EXERCISE GOAL — Copy out each line of the data below in which the string "keeps" appears.

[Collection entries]
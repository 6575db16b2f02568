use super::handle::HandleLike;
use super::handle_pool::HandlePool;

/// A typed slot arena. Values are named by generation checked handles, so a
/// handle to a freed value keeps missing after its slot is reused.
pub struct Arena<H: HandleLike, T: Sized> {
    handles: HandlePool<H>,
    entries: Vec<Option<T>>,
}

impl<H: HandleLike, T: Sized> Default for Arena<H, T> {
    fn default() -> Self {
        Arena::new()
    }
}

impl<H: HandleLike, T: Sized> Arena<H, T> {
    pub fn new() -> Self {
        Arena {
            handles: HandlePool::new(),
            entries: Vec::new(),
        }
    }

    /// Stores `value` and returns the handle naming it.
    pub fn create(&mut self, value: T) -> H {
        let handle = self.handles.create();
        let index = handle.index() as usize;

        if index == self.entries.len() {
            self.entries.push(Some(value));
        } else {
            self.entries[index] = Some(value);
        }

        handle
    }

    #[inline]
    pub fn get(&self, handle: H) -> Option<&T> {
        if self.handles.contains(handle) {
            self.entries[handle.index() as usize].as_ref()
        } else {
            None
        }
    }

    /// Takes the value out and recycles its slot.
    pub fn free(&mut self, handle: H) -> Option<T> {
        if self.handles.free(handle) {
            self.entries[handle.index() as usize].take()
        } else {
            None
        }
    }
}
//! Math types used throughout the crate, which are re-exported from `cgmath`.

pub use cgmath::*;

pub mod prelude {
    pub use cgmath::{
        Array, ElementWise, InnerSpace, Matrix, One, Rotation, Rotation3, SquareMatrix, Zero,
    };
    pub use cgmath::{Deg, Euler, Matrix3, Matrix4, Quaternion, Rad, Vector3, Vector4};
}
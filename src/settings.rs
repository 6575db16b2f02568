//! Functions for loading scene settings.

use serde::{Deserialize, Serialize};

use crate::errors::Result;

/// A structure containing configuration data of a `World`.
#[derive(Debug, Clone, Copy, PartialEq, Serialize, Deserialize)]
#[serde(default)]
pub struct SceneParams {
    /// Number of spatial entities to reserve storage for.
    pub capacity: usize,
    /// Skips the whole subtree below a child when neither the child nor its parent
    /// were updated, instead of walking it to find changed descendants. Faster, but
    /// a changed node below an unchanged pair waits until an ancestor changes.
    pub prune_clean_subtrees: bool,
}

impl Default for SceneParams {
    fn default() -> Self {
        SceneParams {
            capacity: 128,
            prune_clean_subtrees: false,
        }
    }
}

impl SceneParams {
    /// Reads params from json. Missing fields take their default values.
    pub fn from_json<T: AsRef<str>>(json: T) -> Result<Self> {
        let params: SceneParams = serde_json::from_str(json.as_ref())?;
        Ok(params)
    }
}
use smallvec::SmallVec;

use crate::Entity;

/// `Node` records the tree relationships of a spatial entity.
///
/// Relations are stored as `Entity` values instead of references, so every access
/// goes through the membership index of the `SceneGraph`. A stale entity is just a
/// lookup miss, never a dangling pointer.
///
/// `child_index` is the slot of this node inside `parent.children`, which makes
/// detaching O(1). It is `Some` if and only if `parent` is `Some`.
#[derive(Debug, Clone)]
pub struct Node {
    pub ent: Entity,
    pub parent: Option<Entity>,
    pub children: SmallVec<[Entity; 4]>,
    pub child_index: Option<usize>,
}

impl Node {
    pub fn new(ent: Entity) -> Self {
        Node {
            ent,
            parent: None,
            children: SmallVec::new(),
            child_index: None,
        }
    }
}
* * *
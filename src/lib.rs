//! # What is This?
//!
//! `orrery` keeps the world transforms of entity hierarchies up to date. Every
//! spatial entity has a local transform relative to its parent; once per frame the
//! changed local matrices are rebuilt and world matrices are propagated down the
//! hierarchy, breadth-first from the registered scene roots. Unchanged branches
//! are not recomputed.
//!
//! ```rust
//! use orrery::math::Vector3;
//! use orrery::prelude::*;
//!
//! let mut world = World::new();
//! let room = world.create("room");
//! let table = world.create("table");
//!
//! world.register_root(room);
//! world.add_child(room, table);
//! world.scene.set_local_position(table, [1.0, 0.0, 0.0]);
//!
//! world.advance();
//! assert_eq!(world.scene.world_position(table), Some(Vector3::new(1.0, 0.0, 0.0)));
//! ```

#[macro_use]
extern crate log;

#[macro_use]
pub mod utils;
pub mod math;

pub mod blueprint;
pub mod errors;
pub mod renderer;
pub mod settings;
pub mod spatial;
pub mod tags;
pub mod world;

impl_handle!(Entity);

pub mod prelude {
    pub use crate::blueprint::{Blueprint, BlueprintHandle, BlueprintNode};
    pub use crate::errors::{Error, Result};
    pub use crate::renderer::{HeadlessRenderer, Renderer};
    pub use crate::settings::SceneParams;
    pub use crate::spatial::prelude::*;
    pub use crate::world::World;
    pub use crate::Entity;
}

EXPECTED ANSWER —
/// handle to a freed value keeps missing after its slot is reused.
//! `orrery` keeps the world transforms of entity hierarchies up to date. Every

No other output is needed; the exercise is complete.